WHAT YOU HAVE TO DO:
From the records, pick out and copy each line containing "first".

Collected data
"""

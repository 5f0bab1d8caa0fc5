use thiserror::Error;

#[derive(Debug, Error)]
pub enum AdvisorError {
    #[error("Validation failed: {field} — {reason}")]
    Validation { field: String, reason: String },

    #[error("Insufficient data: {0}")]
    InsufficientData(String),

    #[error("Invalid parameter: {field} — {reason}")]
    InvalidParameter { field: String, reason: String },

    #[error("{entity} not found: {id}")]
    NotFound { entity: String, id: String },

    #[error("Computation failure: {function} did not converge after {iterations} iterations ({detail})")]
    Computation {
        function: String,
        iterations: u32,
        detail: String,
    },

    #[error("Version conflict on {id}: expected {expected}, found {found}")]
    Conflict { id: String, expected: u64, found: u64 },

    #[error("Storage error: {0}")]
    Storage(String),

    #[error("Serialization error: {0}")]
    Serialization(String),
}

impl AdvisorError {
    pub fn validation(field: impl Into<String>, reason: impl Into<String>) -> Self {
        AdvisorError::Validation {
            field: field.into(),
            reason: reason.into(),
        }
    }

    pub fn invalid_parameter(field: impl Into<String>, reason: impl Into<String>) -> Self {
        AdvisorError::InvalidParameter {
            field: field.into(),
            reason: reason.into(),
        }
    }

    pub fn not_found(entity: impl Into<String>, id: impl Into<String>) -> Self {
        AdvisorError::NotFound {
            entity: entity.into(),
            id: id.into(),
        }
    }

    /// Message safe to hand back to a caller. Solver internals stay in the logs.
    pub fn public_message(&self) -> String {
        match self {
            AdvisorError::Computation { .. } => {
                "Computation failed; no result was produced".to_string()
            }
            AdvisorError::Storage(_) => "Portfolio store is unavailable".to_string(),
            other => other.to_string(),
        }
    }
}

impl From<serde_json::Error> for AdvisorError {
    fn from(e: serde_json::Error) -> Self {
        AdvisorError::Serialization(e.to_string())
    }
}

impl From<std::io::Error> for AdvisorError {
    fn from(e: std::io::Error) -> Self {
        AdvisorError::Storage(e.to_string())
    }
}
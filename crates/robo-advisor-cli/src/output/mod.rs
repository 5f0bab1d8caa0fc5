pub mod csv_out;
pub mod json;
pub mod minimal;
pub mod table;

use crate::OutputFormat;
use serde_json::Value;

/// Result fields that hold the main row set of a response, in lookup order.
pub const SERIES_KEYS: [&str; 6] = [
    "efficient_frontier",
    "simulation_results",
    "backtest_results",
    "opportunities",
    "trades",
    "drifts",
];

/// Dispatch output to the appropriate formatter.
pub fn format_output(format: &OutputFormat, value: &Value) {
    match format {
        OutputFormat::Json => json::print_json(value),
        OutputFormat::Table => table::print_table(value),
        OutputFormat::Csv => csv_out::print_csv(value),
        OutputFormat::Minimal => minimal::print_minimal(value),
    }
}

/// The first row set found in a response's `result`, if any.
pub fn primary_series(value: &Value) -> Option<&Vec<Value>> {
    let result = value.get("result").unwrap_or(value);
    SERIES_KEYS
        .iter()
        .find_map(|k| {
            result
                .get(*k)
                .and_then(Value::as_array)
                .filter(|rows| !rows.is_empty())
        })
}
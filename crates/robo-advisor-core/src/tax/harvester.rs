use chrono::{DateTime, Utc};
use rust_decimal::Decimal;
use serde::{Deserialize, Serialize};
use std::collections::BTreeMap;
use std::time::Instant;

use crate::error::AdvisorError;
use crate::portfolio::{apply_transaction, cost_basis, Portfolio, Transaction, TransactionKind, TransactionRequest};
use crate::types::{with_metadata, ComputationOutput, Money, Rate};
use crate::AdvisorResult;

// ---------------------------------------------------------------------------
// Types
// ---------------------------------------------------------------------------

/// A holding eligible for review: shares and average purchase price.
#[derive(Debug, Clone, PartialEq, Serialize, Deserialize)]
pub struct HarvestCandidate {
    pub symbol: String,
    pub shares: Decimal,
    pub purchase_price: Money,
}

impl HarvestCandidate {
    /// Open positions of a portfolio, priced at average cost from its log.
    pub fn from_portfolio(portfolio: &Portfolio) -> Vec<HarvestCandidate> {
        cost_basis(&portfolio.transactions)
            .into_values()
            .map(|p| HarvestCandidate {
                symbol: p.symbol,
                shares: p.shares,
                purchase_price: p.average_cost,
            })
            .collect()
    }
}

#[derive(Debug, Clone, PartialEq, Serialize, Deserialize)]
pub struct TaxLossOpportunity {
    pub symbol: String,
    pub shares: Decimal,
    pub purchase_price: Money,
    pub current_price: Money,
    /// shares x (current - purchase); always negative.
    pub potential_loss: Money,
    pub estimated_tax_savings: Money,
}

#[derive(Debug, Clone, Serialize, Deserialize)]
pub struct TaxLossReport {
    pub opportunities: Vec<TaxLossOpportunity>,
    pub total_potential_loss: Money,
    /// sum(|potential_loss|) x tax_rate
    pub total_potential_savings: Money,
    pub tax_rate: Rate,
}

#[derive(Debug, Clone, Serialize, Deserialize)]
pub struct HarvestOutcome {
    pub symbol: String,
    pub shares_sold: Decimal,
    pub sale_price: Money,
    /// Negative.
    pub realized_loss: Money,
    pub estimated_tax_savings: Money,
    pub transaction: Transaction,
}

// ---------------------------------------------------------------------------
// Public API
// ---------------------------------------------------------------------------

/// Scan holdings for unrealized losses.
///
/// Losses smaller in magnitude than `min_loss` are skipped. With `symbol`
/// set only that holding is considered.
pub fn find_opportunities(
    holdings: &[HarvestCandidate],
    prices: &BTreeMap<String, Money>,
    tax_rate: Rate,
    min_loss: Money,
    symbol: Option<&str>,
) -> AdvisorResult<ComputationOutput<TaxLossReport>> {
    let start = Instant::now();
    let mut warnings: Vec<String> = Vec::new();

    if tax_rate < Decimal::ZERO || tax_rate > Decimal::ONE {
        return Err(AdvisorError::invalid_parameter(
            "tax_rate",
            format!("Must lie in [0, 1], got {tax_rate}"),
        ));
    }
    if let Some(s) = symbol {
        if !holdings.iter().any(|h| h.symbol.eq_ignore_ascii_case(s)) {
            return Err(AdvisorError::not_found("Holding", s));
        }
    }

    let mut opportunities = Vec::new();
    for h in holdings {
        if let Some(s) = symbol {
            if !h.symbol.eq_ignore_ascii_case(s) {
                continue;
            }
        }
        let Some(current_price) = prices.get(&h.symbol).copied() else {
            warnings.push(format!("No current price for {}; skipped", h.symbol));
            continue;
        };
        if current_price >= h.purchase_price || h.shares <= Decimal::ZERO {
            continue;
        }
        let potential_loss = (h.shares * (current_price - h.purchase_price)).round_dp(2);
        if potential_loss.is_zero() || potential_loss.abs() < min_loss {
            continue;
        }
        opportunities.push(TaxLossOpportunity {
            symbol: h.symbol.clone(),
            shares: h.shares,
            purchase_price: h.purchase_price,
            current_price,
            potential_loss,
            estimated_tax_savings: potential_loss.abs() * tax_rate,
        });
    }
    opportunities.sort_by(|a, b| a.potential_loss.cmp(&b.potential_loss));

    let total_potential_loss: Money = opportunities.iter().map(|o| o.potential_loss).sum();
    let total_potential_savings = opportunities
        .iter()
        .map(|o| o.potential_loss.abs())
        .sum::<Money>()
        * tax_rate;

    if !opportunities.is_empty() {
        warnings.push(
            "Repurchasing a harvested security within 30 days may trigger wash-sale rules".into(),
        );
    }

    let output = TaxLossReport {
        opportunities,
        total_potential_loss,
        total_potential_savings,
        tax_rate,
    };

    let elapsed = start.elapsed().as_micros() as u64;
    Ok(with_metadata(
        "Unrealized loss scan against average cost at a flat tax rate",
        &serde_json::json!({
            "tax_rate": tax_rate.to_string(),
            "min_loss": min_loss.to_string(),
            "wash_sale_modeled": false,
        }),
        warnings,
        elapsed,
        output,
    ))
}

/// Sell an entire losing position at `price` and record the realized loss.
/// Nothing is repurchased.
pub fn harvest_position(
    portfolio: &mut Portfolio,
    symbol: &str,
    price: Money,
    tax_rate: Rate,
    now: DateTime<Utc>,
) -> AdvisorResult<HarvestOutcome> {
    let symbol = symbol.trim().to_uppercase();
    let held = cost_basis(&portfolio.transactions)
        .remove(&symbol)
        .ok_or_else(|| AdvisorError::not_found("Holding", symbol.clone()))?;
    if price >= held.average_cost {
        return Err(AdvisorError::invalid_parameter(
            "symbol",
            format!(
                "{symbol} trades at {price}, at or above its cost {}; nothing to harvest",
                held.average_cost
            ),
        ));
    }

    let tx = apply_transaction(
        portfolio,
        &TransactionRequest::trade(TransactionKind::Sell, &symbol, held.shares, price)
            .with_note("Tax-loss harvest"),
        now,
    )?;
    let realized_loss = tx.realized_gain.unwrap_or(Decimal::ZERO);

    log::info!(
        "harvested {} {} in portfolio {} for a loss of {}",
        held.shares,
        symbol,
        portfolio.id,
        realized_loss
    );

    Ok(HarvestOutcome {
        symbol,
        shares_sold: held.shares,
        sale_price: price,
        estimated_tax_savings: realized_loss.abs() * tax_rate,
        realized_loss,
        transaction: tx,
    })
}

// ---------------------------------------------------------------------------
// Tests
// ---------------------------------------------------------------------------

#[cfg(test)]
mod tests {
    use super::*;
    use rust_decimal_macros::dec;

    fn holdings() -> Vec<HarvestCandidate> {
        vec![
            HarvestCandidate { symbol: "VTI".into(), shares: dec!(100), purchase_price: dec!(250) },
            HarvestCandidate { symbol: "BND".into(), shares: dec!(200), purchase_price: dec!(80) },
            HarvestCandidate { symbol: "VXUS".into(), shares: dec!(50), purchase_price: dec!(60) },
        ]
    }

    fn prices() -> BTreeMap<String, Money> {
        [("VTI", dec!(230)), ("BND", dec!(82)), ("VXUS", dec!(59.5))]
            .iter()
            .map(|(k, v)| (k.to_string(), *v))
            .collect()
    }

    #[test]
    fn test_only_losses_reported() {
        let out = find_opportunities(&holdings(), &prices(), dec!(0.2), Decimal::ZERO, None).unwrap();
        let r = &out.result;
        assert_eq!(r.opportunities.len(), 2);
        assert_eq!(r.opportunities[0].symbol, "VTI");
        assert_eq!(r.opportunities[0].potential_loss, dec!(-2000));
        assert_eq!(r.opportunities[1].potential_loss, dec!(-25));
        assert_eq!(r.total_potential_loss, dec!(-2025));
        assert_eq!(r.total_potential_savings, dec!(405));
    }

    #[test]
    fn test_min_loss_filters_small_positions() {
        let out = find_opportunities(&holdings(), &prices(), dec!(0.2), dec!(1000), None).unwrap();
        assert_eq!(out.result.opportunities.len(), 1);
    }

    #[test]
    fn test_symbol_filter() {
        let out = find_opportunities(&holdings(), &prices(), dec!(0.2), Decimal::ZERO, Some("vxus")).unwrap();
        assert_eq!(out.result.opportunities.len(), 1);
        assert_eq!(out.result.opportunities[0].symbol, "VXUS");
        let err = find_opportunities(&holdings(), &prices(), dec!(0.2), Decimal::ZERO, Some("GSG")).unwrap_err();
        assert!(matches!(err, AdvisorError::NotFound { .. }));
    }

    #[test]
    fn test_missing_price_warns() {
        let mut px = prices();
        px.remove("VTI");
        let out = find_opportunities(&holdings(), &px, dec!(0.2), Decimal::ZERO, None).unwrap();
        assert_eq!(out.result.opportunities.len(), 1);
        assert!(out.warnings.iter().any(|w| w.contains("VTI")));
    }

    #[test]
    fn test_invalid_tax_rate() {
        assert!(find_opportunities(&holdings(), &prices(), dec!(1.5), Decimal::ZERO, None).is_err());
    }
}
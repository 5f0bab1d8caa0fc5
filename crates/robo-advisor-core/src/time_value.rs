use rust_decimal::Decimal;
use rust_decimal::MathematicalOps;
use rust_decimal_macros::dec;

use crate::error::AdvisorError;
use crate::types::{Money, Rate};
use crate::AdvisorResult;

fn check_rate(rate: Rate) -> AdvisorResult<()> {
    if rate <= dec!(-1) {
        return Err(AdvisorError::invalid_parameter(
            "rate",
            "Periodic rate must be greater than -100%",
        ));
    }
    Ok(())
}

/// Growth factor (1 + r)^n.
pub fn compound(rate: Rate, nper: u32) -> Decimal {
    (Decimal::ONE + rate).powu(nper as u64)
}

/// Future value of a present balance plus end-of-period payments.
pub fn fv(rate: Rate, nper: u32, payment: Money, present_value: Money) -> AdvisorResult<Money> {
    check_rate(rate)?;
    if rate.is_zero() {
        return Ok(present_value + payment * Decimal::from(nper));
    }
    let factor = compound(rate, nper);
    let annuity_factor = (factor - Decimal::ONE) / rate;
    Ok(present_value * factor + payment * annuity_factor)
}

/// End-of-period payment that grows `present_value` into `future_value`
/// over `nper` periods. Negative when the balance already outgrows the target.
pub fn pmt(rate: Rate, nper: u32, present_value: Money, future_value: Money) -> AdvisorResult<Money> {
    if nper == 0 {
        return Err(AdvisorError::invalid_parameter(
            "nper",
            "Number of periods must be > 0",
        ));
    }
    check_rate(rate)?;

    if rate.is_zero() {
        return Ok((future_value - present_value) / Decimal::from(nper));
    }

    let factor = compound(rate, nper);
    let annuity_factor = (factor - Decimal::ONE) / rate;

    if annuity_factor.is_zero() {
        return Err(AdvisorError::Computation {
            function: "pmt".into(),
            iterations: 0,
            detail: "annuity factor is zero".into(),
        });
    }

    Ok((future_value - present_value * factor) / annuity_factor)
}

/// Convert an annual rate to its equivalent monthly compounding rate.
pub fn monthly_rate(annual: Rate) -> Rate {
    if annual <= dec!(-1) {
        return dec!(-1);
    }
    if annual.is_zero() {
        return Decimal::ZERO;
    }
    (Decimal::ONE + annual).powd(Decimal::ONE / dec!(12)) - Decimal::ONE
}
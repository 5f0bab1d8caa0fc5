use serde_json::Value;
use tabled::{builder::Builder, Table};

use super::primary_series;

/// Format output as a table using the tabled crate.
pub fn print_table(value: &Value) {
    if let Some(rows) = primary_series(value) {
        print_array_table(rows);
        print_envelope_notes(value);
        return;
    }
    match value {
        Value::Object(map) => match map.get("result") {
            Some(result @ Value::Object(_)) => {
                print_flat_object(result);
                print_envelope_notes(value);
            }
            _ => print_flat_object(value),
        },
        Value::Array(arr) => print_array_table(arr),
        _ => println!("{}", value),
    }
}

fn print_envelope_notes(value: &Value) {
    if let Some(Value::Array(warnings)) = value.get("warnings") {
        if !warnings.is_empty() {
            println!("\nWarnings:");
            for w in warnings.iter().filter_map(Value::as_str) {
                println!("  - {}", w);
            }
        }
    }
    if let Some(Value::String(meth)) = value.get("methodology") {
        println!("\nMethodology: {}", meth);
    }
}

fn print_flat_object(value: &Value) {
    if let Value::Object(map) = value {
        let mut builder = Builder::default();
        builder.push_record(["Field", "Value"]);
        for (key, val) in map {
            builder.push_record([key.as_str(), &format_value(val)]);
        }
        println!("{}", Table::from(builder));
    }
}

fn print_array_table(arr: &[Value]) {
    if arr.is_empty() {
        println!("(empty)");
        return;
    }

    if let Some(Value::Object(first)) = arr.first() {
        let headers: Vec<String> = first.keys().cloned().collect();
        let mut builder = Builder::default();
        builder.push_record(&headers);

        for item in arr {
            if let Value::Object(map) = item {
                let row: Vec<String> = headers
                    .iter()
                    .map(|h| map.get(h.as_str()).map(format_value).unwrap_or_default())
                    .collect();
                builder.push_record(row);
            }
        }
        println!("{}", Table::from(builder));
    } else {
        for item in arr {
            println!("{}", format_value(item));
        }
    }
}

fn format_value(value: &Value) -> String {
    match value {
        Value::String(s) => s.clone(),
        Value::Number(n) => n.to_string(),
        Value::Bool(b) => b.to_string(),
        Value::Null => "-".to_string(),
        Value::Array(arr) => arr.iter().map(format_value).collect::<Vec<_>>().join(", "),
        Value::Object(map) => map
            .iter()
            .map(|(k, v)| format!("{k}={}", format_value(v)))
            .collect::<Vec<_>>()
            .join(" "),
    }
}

"""

COMPLETED EXERCISE:
/// The first row set found in a response's `result`, if any.
    if let Some(Value::Object(first)) = arr.first() {
        let headers: Vec<String> = first.keys().cloned().collect();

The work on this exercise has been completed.